WHAT TO DO: The response must consist of the lines below from the one with "const MB: u64 = 1_000_000;" through the one with "it on overflow.", exactly as they appear and with both ends kept.

──────── MATERIAL SUPPLIED

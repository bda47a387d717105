//! One-shot intercept demo request.

use anyhow::Result;
use lattice_core::Config;
use lattice_core::intercept::{InterceptClient, InterceptStatus};

pub async fn run(config: &Config, payload: Option<&str>, base_url: Option<&str>) -> Result<()> {
    let base_url = base_url.unwrap_or(&config.intercept.base_url);
    let payload = payload.unwrap_or(&config.intercept.payload_hex);
    let client = InterceptClient::new(base_url)?;

    println!("{}", InterceptStatus::Sending.text());
    let report = match client.send(payload).await {
        Ok(report) => report,
        Err(err) => {
            let status = err.status_text();
            return Err(anyhow::Error::new(err).context(status));
        }
    };

    println!("{}", InterceptStatus::Success.text());
    println!("Original size:    {} bytes", report.original_size);
    println!("Packed size:      {} bytes", report.packed_size);
    println!("Gas used:         {}", report.gas_used);
    println!("Compression time: {} ms", report.compression_time_text());
    println!("Tx hash:          {}", report.short_hash());
    Ok(())
}
//! Display formatting for counts and byte sizes.
//!
//! `format_number` and `format_bytes` take already-floored integers;
//! callers decide truncation. Fixed-precision output goes through
//! `to_fixed`, which rounds exact ties away from zero.

const KB: u64 = 1_000;
const MB: u64 = 1_000_000;
const GB: u64 = 1_000_000_000;

/// Groups digits with commas (US convention): `1234567` -> `"1,234,567"`.
pub fn format_number(value: u64) -> String {
    let raw = value.to_string();
    let mut out = String::with_capacity(raw.len() + raw.len() / 3);
    for (index, ch) in raw.chars().rev().enumerate() {
        if index > 0 && index % 3 == 0 {
            out.push(',');
        }
        out.push(ch);
    }
    out.chars().rev().collect()
}

/// Renders `value` with exactly `decimals` fractional digits.
///
/// Rounds on the exact binary value with ties going away from zero, so
/// `1.125` becomes `"1.13"` while `1.005` (stored just below) stays
/// `"1.00"`. `{:.N}` would round the tie to even instead.
pub fn to_fixed(value: f64, decimals: usize) -> String {
    if !value.is_finite() {
        return value.to_string();
    }

    // Every finite f64 has at most 1074 fractional digits, so this is exact.
    let exact = format!("{:.1074}", value.abs());
    let (whole, fraction) = exact.split_once('.').unwrap_or((exact.as_str(), ""));
    let fraction = fraction.as_bytes();

    let mut digits: Vec<u8> = whole.bytes().collect();
    digits.extend((0..decimals).map(|i| fraction.get(i).copied().unwrap_or(b'0')));
    if fraction.get(decimals).is_some_and(|d| *d >= b'5') {
        round_up(&mut digits);
    }

    let split = digits.len() - decimals;
    let mut out = String::with_capacity(digits.len() + 2);
    if value.is_sign_negative() && value != 0.0 {
        out.push('-');
    }
    out.push_str(&String::from_utf8_lossy(&digits[..split]));
    if decimals > 0 {
        out.push('.');
        out.push_str(&String::from_utf8_lossy(&digits[split..]));
    }
    out
}

/// Adds one to an ASCII decimal digit string, growing it on overflow.
fn round_up(digits: &mut Vec<u8>) {
    for digit in digits.iter_mut().rev() {
        if *digit == b'9' {
            *digit = b'0';
        } else {
            *digit += 1;
            return;
        }
    }
    digits.insert(0, b'1');
}

/// Scales a byte count to the largest decimal unit it reaches.
///
/// GB and MB get two decimals, KB one, plain bytes none. There is no
/// promotion across a unit boundary by rounding: `999_999` stays in KB.
pub fn format_bytes(bytes: u64) -> String {
    if bytes >= GB {
        format!("{} GB", to_fixed(bytes as f64 / GB as f64, 2))
    } else if bytes >= MB {
        format!("{} MB", to_fixed(bytes as f64 / MB as f64, 2))
    } else if bytes >= KB {
        format!("{} KB", to_fixed(bytes as f64 / KB as f64, 1))
    } else {
        format!("{bytes} B")
    }
}

#[cfg(test)]
mod tests {
    use super::*;

    #[test]
    fn test_format_number_groups_thousands() {
        assert_eq!(format_number(0), "0");
        assert_eq!(format_number(999), "999");
        assert_eq!(format_number(1_000), "1,000");
        assert_eq!(format_number(1_234_567), "1,234,567");
        assert_eq!(format_number(187_500_000), "187,500,000");
    }

    #[test]
    fn test_format_bytes_unit_boundaries() {
        assert_eq!(format_bytes(0), "0 B");
        assert_eq!(format_bytes(999), "999 B");
        assert_eq!(format_bytes(1_000), "1.0 KB");
        assert_eq!(format_bytes(999_999), "1000.0 KB");
        assert_eq!(format_bytes(1_000_000), "1.00 MB");
        assert_eq!(format_bytes(1_000_000_000), "1.00 GB");
    }

    #[test]
    fn test_format_bytes_precision_per_unit() {
        assert_eq!(format_bytes(187_500), "187.5 KB");
        assert_eq!(format_bytes(1_875_000), "1.88 MB");
        assert_eq!(format_bytes(3_750_000_000), "3.75 GB");
    }

    #[test]
    fn test_format_bytes_rounds_ties_up() {
        assert_eq!(format_bytes(1_250), "1.3 KB");
        assert_eq!(format_bytes(1_125_000), "1.13 MB");
        assert_eq!(format_bytes(1_125_000_000), "1.13 GB");
        assert_eq!(format_bytes(2_625_000), "2.63 MB");
    }

    #[test]
    fn test_to_fixed_ties_and_carries() {
        assert_eq!(to_fixed(0.5, 0), "1");
        assert_eq!(to_fixed(2.5, 0), "3");
        assert_eq!(to_fixed(1.125, 2), "1.13");
        assert_eq!(to_fixed(9.9999, 2), "10.00");
        assert_eq!(to_fixed(0.123_456, 4), "0.1235");
        assert_eq!(to_fixed(-1.25, 1), "-1.3");
        assert_eq!(to_fixed(42.0, 3), "42.000");
        assert_eq!(to_fixed(0.0, 2), "0.00");
    }

    #[test]
    fn test_to_fixed_uses_stored_value() {
        // 1.005 is stored as 1.00499999999999989...
        assert_eq!(to_fixed(1.005, 2), "1.00");
        assert_eq!(to_fixed(0.1 + 0.2, 1), "0.3");
    }
}
//! Demo interceptor client.
//!
//! Sends a raw transaction payload to the local compression sidecar and
//! reports what it did with it. One request per call, no retry.

use std::fmt;

use anyhow::{Context, Result, bail};
use serde::{Deserialize, Serialize};
use tracing::{debug, warn};
use url::Url;

use crate::format::to_fixed;

pub const DEFAULT_BASE_URL: &str = "http://localhost:3000";
pub const INTERCEPT_PATH: &str = "/intercept";
/// ERC-20 `transfer(address,uint256)` call used by the page demo.
pub const DEMO_PAYLOAD_HEX: &str = "0xa9059cbb0000000000000000000000005fbdb2315678afecb367f032d93f642f64180aa300000000000000000000000000000000000000000000000000000000000003e8";

#[derive(Debug, Serialize)]
struct InterceptRequest<'a> {
    payload_hex: &'a str,
}

/// Sidecar response.
#[derive(Debug, Clone, PartialEq, Deserialize)]
pub struct InterceptReport {
    pub original_size: u64,
    pub packed_size: u64,
    pub tx_hash: String,
    pub gas_used: u64,
    pub compression_time_ms: f64,
}

impl InterceptReport {
    /// Compression time with four decimals.
    pub fn compression_time_text(&self) -> String {
        to_fixed(self.compression_time_ms, 4)
    }

    /// First ten characters of the hash followed by `...`.
    pub fn short_hash(&self) -> String {
        let prefix: String = self.tx_hash.chars().take(10).collect();
        format!("{prefix}...")
    }
}

/// Why a demo request failed.
#[derive(Debug)]
pub enum InterceptError {
    /// The sidecar answered with a non-success status.
    Api { status: u16 },
    /// The sidecar could not be reached or sent an unreadable body.
    Unreachable(reqwest::Error),
}

impl InterceptError {
    pub fn status_text(&self) -> &'static str {
        match self {
            Self::Api { .. } => InterceptStatus::ApiFailed.text(),
            Self::Unreachable(_) => InterceptStatus::Unreachable.text(),
        }
    }
}

impl fmt::Display for InterceptError {
    fn fmt(&self, f: &mut fmt::Formatter<'_>) -> fmt::Result {
        match self {
            Self::Api { status } => write!(f, "intercept API returned HTTP {status}"),
            Self::Unreachable(err) => write!(f, "intercept sidecar unreachable: {err}"),
        }
    }
}

impl std::error::Error for InterceptError {
    fn source(&self) -> Option<&(dyn std::error::Error + 'static)> {
        match self {
            Self::Api { .. } => None,
            Self::Unreachable(err) => Some(err),
        }
    }
}

/// Status line shown next to the demo button.
#[derive(Debug, Clone, Copy, PartialEq, Eq)]
pub enum InterceptStatus {
    Sending,
    Success,
    ApiFailed,
    Unreachable,
}

impl InterceptStatus {
    pub fn text(self) -> &'static str {
        match self {
            Self::Sending => "Intercepting & Sending...",
            Self::Success => "Success!",
            Self::ApiFailed => "Error: API failed",
            Self::Unreachable => "Error: Is sidecar running?",
        }
    }

    pub fn is_error(self) -> bool {
        matches!(self, Self::ApiFailed | Self::Unreachable)
    }
}

impl From<&InterceptError> for InterceptStatus {
    fn from(err: &InterceptError) -> Self {
        match err {
            InterceptError::Api { .. } => Self::ApiFailed,
            InterceptError::Unreachable(_) => Self::Unreachable,
        }
    }
}

#[derive(Debug, Clone)]
pub struct InterceptClient {
    endpoint: Url,
    http: reqwest::Client,
}

impl InterceptClient {
    /// # Errors
    /// Returns an error if `base_url` is not an absolute http(s) URL.
    pub fn new(base_url: &str) -> Result<Self> {
        let base = Url::parse(base_url.trim())
            .with_context(|| format!("Invalid intercept base URL '{base_url}'"))?;
        if !matches!(base.scheme(), "http" | "https") {
            bail!("Intercept base URL must be http or https, got '{base_url}'");
        }
        let endpoint = format!("{}{INTERCEPT_PATH}", base.as_str().trim_end_matches('/'));
        let endpoint = Url::parse(&endpoint)
            .with_context(|| format!("Invalid intercept endpoint '{endpoint}'"))?;
        Ok(Self {
            endpoint,
            http: reqwest::Client::new(),
        })
    }

    pub fn endpoint(&self) -> &Url {
        &self.endpoint
    }

    /// Posts `payload_hex` (trimmed) to the sidecar.
    ///
    /// # Errors
    /// `Api` for a non-success status, `Unreachable` for transport or
    /// decode failures.
    pub async fn send(&self, payload_hex: &str) -> Result<InterceptReport, InterceptError> {
        let payload_hex = payload_hex.trim();
        debug!(endpoint = %self.endpoint, bytes = payload_hex.len(), "sending intercept request");

        let response = self
            .http
            .post(self.endpoint.clone())
            .json(&InterceptRequest { payload_hex })
            .send()
            .await
            .map_err(|err| {
                warn!(error = %err, "intercept request failed");
                InterceptError::Unreachable(err)
            })?;

        let status = response.status();
        if !status.is_success() {
            warn!(status = status.as_u16(), "intercept API failed");
            return Err(InterceptError::Api {
                status: status.as_u16(),
            });
        }

        response
            .json::<InterceptReport>()
            .await
            .map_err(InterceptError::Unreachable)
    }
}

#[cfg(test)]
mod tests {
    use serde_json::json;
    use wiremock::matchers::{body_json, method, path};
    use wiremock::{Mock, MockServer, ResponseTemplate};

    use super::*;

    fn can_bind_localhost() -> bool {
        std::net::TcpListener::bind("127.0.0.1:0").is_ok()
    }

    fn sample_body() -> serde_json::Value {
        json!({
            "original_size": 68,
            "packed_size": 24,
            "tx_hash": "0x9f2c1e77aa00bb11cc22",
            "gas_used": 21000,
            "compression_time_ms": 0.123_456,
        })
    }

    #[test]
    fn test_report_formatting() {
        let report: InterceptReport = serde_json::from_value(sample_body()).unwrap();
        assert_eq!(report.compression_time_text(), "0.1235");
        assert_eq!(report.short_hash(), "0x9f2c1e77...");
    }

    #[test]
    fn test_short_hash_keeps_short_values() {
        let report = InterceptReport {
            original_size: 0,
            packed_size: 0,
            tx_hash: "0xab".to_string(),
            gas_used: 0,
            compression_time_ms: 2.0,
        };
        assert_eq!(report.short_hash(), "0xab...");
        assert_eq!(report.compression_time_text(), "2.0000");
    }

    #[test]
    fn test_compression_time_rounds_ties_up() {
        let report = InterceptReport {
            original_size: 68,
            packed_size: 24,
            tx_hash: "0x00".to_string(),
            gas_used: 21000,
            compression_time_ms: 0.031_25,
        };
        assert_eq!(report.compression_time_text(), "0.0313");
    }

    #[test]
    fn test_base_url_validation() {
        let client = InterceptClient::new("http://localhost:3000/").unwrap();
        assert_eq!(client.endpoint().as_str(), "http://localhost:3000/intercept");
        assert!(InterceptClient::new("not a url").is_err());
        assert!(InterceptClient::new("ftp://localhost").is_err());
    }

    #[tokio::test]
    async fn test_send_success() {
        if !can_bind_localhost() {
            eprintln!("Skipping: cannot bind localhost TCP port in this environment.");
            return;
        }
        let server = MockServer::start().await;
        Mock::given(method("POST"))
            .and(path("/intercept"))
            .and(body_json(json!({ "payload_hex": "0xdeadbeef" })))
            .respond_with(ResponseTemplate::new(200).set_body_json(sample_body()))
            .expect(1)
            .mount(&server)
            .await;

        let client = InterceptClient::new(&server.uri()).unwrap();
        let report = client.send("  0xdeadbeef\n").await.unwrap();
        assert_eq!(report.original_size, 68);
        assert_eq!(report.packed_size, 24);
        assert_eq!(report.gas_used, 21000);
    }

    #[tokio::test]
    async fn test_non_success_status_is_api_error() {
        if !can_bind_localhost() {
            eprintln!("Skipping: cannot bind localhost TCP port in this environment.");
            return;
        }
        let server = MockServer::start().await;
        Mock::given(method("POST"))
            .and(path("/intercept"))
            .respond_with(ResponseTemplate::new(500))
            .mount(&server)
            .await;

        let client = InterceptClient::new(&server.uri()).unwrap();
        let err = client.send(DEMO_PAYLOAD_HEX).await.unwrap_err();
        assert!(matches!(err, InterceptError::Api { status: 500 }));
        assert_eq!(err.status_text(), "Error: API failed");
    }

    #[tokio::test]
    async fn test_bad_body_is_unreachable() {
        if !can_bind_localhost() {
            eprintln!("Skipping: cannot bind localhost TCP port in this environment.");
            return;
        }
        let server = MockServer::start().await;
        Mock::given(method("POST"))
            .and(path("/intercept"))
            .respond_with(ResponseTemplate::new(200).set_body_string("not json"))
            .mount(&server)
            .await;

        let client = InterceptClient::new(&server.uri()).unwrap();
        let err = client.send(DEMO_PAYLOAD_HEX).await.unwrap_err();
        assert_eq!(InterceptStatus::from(&err), InterceptStatus::Unreachable);
        assert_eq!(err.status_text(), "Error: Is sidecar running?");
    }

    #[tokio::test]
    async fn test_closed_port_is_unreachable() {
        let port = match std::net::TcpListener::bind("127.0.0.1:0") {
            Ok(listener) => listener.local_addr().unwrap().port(),
            Err(_) => return,
        };
        let client = InterceptClient::new(&format!("http://127.0.0.1:{port}")).unwrap();
        let err = client.send(DEMO_PAYLOAD_HEX).await.unwrap_err();
        assert!(matches!(err, InterceptError::Unreachable(_)));
    }
}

────────────────

EXERCISE OUTPUT:
const MB: u64 = 1_000_000;
const GB: u64 = 1_000_000_000;

/// Groups digits with commas (US convention): `1234567` -> `"1,234,567"`.
pub fn format_number(value: u64) -> String {
    let raw = value.to_string();
    let mut out = String::with_capacity(raw.len() + raw.len() / 3);
    for (index, ch) in raw.chars().rev().enumerate() {
        if index > 0 && index % 3 == 0 {
            out.push(',');
        }
        out.push(ch);
    }
    out.chars().rev().collect()
}

/// Renders `value` with exactly `decimals` fractional digits.
///
/// Rounds on the exact binary value with ties going away from zero, so
/// `1.125` becomes `"1.13"` while `1.005` (stored just below) stays
/// `"1.00"`. `{:.N}` would round the tie to even instead.
pub fn to_fixed(value: f64, decimals: usize) -> String {
    if !value.is_finite() {
        return value.to_string();
    }

    // Every finite f64 has at most 1074 fractional digits, so this is exact.
    let exact = format!("{:.1074}", value.abs());
    let (whole, fraction) = exact.split_once('.').unwrap_or((exact.as_str(), ""));
    let fraction = fraction.as_bytes();

    let mut digits: Vec<u8> = whole.bytes().collect();
    digits.extend((0..decimals).map(|i| fraction.get(i).copied().unwrap_or(b'0')));
    if fraction.get(decimals).is_some_and(|d| *d >= b'5') {
        round_up(&mut digits);
    }

    let split = digits.len() - decimals;
    let mut out = String::with_capacity(digits.len() + 2);
    if value.is_sign_negative() && value != 0.0 {
        out.push('-');
    }
    out.push_str(&String::from_utf8_lossy(&digits[..split]));
    if decimals > 0 {
        out.push('.');
        out.push_str(&String::from_utf8_lossy(&digits[split..]));
    }
    out
}

/// Adds one to an ASCII decimal digit string, growing it on overflow.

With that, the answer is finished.